PROBLEM STATEMENT >> Your answer should be every line of the records that contains the word "PhraseTranslator".

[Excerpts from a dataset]
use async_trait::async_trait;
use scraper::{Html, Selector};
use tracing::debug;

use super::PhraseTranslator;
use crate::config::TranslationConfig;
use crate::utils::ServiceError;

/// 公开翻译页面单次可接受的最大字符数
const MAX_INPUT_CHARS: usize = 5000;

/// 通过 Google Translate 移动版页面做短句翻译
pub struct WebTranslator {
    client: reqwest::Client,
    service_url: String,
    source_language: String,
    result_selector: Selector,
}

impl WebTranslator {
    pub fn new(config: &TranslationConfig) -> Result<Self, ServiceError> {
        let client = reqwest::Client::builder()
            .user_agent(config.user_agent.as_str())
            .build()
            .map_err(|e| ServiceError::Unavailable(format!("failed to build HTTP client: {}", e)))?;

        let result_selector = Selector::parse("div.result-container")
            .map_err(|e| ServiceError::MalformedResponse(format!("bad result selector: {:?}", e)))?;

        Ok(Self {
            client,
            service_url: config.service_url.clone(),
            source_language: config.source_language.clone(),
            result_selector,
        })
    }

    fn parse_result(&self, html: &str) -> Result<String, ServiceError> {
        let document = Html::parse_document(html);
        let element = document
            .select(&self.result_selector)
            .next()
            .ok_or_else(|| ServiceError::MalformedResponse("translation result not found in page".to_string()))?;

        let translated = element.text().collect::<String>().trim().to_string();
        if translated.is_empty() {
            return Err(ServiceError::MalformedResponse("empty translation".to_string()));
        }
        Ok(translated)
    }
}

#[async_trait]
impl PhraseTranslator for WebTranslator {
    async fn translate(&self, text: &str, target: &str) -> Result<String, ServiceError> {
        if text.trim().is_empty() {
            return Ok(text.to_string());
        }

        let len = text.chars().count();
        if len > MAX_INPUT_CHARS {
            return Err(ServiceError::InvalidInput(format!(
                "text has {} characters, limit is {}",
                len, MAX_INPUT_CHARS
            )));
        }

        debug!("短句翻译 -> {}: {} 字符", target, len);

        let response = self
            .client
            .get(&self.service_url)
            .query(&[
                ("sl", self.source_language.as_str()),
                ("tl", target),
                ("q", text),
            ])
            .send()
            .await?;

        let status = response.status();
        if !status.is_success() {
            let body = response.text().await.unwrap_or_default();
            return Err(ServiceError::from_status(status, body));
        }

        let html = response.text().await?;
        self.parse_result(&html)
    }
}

OUTPUT BELOW >>
use super::PhraseTranslator;
impl PhraseTranslator for WebTranslator {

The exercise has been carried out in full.